----- EXTRACTED DATA -----

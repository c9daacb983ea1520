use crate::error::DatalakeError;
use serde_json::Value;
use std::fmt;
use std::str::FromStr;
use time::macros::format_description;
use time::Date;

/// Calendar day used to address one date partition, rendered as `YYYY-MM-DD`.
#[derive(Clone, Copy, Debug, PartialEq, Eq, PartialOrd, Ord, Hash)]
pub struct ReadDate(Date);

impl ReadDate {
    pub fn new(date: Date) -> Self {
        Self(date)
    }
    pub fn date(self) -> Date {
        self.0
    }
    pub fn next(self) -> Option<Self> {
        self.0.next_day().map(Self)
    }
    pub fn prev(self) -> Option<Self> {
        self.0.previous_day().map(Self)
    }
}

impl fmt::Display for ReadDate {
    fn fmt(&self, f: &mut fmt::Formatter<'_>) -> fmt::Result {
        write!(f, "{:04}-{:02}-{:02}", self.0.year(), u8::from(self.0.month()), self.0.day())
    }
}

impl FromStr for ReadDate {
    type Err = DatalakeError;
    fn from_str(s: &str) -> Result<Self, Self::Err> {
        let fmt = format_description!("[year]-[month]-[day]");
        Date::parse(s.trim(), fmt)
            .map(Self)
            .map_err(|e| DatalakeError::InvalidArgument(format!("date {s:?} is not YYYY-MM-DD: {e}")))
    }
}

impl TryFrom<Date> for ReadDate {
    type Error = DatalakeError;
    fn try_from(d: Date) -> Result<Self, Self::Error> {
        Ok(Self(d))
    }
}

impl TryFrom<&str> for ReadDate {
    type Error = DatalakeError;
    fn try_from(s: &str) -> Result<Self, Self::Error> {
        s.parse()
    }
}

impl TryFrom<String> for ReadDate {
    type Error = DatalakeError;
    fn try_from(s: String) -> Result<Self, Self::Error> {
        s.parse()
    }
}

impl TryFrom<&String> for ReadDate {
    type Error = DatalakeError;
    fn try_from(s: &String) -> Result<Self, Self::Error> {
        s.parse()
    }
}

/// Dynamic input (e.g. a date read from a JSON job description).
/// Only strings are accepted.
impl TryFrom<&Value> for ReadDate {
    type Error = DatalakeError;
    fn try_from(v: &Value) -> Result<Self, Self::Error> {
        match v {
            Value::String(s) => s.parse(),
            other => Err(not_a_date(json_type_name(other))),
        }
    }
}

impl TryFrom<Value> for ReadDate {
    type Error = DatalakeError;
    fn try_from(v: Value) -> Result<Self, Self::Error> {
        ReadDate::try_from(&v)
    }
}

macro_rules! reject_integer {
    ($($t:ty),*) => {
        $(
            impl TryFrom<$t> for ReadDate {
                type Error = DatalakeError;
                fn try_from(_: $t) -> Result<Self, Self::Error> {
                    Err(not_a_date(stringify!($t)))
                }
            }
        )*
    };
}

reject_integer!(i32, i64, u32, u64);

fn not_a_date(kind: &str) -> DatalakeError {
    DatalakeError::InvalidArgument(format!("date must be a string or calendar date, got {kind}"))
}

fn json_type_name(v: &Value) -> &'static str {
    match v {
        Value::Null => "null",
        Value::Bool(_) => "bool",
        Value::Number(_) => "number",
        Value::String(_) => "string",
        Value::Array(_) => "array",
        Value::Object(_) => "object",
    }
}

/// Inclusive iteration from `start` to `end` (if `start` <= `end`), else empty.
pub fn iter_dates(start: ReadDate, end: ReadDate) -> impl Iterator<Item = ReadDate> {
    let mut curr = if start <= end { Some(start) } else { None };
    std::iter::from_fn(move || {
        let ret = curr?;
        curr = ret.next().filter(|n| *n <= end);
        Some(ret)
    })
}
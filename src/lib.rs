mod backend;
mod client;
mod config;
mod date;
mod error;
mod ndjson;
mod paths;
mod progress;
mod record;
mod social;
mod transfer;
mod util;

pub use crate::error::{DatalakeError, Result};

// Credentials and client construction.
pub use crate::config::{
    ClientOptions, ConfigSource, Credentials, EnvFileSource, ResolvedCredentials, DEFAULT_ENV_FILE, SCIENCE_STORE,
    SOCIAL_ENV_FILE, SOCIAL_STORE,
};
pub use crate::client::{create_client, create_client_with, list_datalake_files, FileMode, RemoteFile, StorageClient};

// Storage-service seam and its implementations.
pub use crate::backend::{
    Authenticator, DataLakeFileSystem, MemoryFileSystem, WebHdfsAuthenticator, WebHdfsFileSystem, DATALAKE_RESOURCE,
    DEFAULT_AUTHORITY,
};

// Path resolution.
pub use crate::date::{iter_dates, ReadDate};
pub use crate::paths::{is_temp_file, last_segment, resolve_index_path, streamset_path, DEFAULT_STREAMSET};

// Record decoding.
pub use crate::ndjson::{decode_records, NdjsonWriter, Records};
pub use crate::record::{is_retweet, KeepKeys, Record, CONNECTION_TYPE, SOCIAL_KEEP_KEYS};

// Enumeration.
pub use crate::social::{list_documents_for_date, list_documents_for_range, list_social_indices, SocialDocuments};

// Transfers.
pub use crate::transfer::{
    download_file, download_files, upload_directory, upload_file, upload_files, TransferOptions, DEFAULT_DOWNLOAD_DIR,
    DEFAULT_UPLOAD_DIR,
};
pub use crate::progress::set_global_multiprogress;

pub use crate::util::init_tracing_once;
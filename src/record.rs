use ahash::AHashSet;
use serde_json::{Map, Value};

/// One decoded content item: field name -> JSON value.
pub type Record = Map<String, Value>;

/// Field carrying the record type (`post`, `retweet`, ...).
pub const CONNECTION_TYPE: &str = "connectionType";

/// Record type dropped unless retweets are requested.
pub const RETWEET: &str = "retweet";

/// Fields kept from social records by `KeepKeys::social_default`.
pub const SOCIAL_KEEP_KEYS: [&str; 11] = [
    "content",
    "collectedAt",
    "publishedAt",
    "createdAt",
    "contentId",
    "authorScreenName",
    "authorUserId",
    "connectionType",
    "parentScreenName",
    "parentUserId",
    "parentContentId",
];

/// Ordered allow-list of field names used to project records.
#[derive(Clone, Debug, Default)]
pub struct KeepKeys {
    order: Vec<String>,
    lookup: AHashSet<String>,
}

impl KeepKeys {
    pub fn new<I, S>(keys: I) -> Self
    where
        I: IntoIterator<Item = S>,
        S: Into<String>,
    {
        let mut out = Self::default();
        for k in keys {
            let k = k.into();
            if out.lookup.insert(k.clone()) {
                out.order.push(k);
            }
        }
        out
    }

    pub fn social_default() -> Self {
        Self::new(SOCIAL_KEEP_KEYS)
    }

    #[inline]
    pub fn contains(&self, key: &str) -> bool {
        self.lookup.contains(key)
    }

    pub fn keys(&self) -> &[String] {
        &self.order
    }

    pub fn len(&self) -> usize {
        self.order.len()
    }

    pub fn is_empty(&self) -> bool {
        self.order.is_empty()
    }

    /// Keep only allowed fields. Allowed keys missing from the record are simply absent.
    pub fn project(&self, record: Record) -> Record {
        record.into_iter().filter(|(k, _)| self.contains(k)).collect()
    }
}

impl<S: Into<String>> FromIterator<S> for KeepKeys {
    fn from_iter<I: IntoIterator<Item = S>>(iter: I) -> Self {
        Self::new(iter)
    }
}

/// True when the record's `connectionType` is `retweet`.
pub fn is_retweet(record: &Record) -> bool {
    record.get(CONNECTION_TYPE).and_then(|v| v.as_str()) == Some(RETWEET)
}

-----

Output every entry word for word.

WRITTEN ANSWER
repository c9daacb983ea1520
use crate::error::DatalakeError;
use serde_json::Value;
use std::fmt;
use std::str::FromStr;
use time::macros::format_description;
use time::Date;

/// Calendar day used to address one date partition, rendered as `YYYY-MM-DD`.
#[derive(Clone, Copy, Debug, PartialEq, Eq, PartialOrd, Ord, Hash)]
pub struct ReadDate(Date);

impl ReadDate {
    pub fn new(date: Date) -> Self {
        Self(date)
    }
    pub fn date(self) -> Date {
        self.0
    }
    pub fn next(self) -> Option<Self> {
        self.0.next_day().map(Self)
    }
    pub fn prev(self) -> Option<Self> {
        self.0.previous_day().map(Self)
    }
}

impl fmt::Display for ReadDate {
    fn fmt(&self, f: &mut fmt::Formatter<'_>) -> fmt::Result {
        write!(f, "{:04}-{:02}-{:02}", self.0.year(), u8::from(self.0.month()), self.0.day())
    }
}

impl FromStr for ReadDate {
    type Err = DatalakeError;
    fn from_str(s: &str) -> Result<Self, Self::Err> {
        let fmt = format_description!("[year]-[month]-[day]");
        Date::parse(s.trim(), fmt)
            .map(Self)
            .map_err(|e| DatalakeError::InvalidArgument(format!("date {s:?} is not YYYY-MM-DD: {e}")))
    }
}

impl TryFrom<Date> for ReadDate {
    type Error = DatalakeError;
    fn try_from(d: Date) -> Result<Self, Self::Error> {
        Ok(Self(d))
    }
}

impl TryFrom<&str> for ReadDate {
    type Error = DatalakeError;
    fn try_from(s: &str) -> Result<Self, Self::Error> {
        s.parse()
    }
}

impl TryFrom<String> for ReadDate {
    type Error = DatalakeError;
    fn try_from(s: String) -> Result<Self, Self::Error> {
        s.parse()
    }
}

impl TryFrom<&String> for ReadDate {
    type Error = DatalakeError;
    fn try_from(s: &String) -> Result<Self, Self::Error> {
        s.parse()
    }
}

/// Dynamic input (e.g. a date read from a JSON job description).
/// Only strings are accepted.
impl TryFrom<&Value> for ReadDate {
    type Error = DatalakeError;
    fn try_from(v: &Value) -> Result<Self, Self::Error> {
        match v {
            Value::String(s) => s.parse(),
            other => Err(not_a_date(json_type_name(other))),
        }
    }
}

impl TryFrom<Value> for ReadDate {
    type Error = DatalakeError;
    fn try_from(v: Value) -> Result<Self, Self::Error> {
        ReadDate::try_from(&v)
    }
}

macro_rules! reject_integer {
    ($($t:ty),*) => {
        $(
            impl TryFrom<$t> for ReadDate {
                type Error = DatalakeError;
                fn try_from(_: $t) -> Result<Self, Self::Error> {
                    Err(not_a_date(stringify!($t)))
                }
            }
        )*
    };
}

reject_integer!(i32, i64, u32, u64);

fn not_a_date(kind: &str) -> DatalakeError {
    DatalakeError::InvalidArgument(format!("date must be a string or calendar date, got {kind}"))
}

fn json_type_name(v: &Value) -> &'static str {
    match v {
        Value::Null => "null",
        Value::Bool(_) => "bool",
        Value::Number(_) => "number",
        Value::String(_) => "string",
        Value::Array(_) => "array",
        Value::Object(_) => "object",
    }
}

/// Inclusive iteration from `start` to `end` (if `start` <= `end`), else empty.
pub fn iter_dates(start: ReadDate, end: ReadDate) -> impl Iterator<Item = ReadDate> {
    let mut curr = if start <= end { Some(start) } else { None };
    std::iter::from_fn(move || {
        let ret = curr?;
        curr = ret.next().filter(|n| *n <= end);
        Some(ret)
    })
}
filename src/lib.rs
mod backend;
mod client;
mod config;
mod date;
mod error;
mod ndjson;
mod paths;
mod progress;
mod record;
mod social;
mod transfer;
mod util;

pub use crate::error::{DatalakeError, Result};

// Credentials and client construction.
pub use crate::config::{
    ClientOptions, ConfigSource, Credentials, EnvFileSource, ResolvedCredentials, DEFAULT_ENV_FILE, SCIENCE_STORE,
    SOCIAL_ENV_FILE, SOCIAL_STORE,
};
pub use crate::client::{create_client, create_client_with, list_datalake_files, FileMode, RemoteFile, StorageClient};

// Storage-service seam and its implementations.
pub use crate::backend::{
    Authenticator, DataLakeFileSystem, MemoryFileSystem, WebHdfsAuthenticator, WebHdfsFileSystem, DATALAKE_RESOURCE,
    DEFAULT_AUTHORITY,
};

// Path resolution.
pub use crate::date::{iter_dates, ReadDate};
pub use crate::paths::{is_temp_file, last_segment, resolve_index_path, streamset_path, DEFAULT_STREAMSET};

// Record decoding.
pub use crate::ndjson::{decode_records, NdjsonWriter, Records};
pub use crate::record::{is_retweet, KeepKeys, Record, CONNECTION_TYPE, SOCIAL_KEEP_KEYS};

// Enumeration.
pub use crate::social::{list_documents_for_date, list_documents_for_range, list_social_indices, SocialDocuments};

// Transfers.
pub use crate::transfer::{
    download_file, download_files, upload_directory, upload_file, upload_files, TransferOptions, DEFAULT_DOWNLOAD_DIR,
    DEFAULT_UPLOAD_DIR,
};
pub use crate::progress::set_global_multiprogress;

pub use crate::util::init_tracing_once;
filename src/record.rs
use ahash::AHashSet;
use serde_json::{Map, Value};

/// One decoded content item: field name -> JSON value.
pub type Record = Map<String, Value>;

/// Field carrying the record type (`post`, `retweet`, ...).
pub const CONNECTION_TYPE: &str = "connectionType";

/// Record type dropped unless retweets are requested.
pub const RETWEET: &str = "retweet";

/// Fields kept from social records by `KeepKeys::social_default`.
pub const SOCIAL_KEEP_KEYS: [&str; 11] = [
    "content",
    "collectedAt",
    "publishedAt",
    "createdAt",
    "contentId",
    "authorScreenName",
    "authorUserId",
    "connectionType",
    "parentScreenName",
    "parentUserId",
    "parentContentId",
];

/// Ordered allow-list of field names used to project records.
#[derive(Clone, Debug, Default)]
pub struct KeepKeys {
    order: Vec<String>,
    lookup: AHashSet<String>,
}

impl KeepKeys {
    pub fn new<I, S>(keys: I) -> Self
    where
        I: IntoIterator<Item = S>,
        S: Into<String>,
    {
        let mut out = Self::default();
        for k in keys {
            let k = k.into();
            if out.lookup.insert(k.clone()) {
                out.order.push(k);
            }
        }
        out
    }

    pub fn social_default() -> Self {
        Self::new(SOCIAL_KEEP_KEYS)
    }

    #[inline]
    pub fn contains(&self, key: &str) -> bool {
        self.lookup.contains(key)
    }

    pub fn keys(&self) -> &[String] {
        &self.order
    }

    pub fn len(&self) -> usize {
        self.order.len()
    }

    pub fn is_empty(&self) -> bool {
        self.order.is_empty()
    }

    /// Keep only allowed fields. Allowed keys missing from the record are simply absent.
    pub fn project(&self, record: Record) -> Record {
        record.into_iter().filter(|(k, _)| self.contains(k)).collect()
    }
}

impl<S: Into<String>> FromIterator<S> for KeepKeys {
    fn from_iter<I: IntoIterator<Item = S>>(iter: I) -> Self {
        Self::new(iter)
    }
}

/// True when the record's `connectionType` is `retweet`.
pub fn is_retweet(record: &Record) -> bool {
    record.get(CONNECTION_TYPE).and_then(|v| v.as_str()) == Some(RETWEET)
}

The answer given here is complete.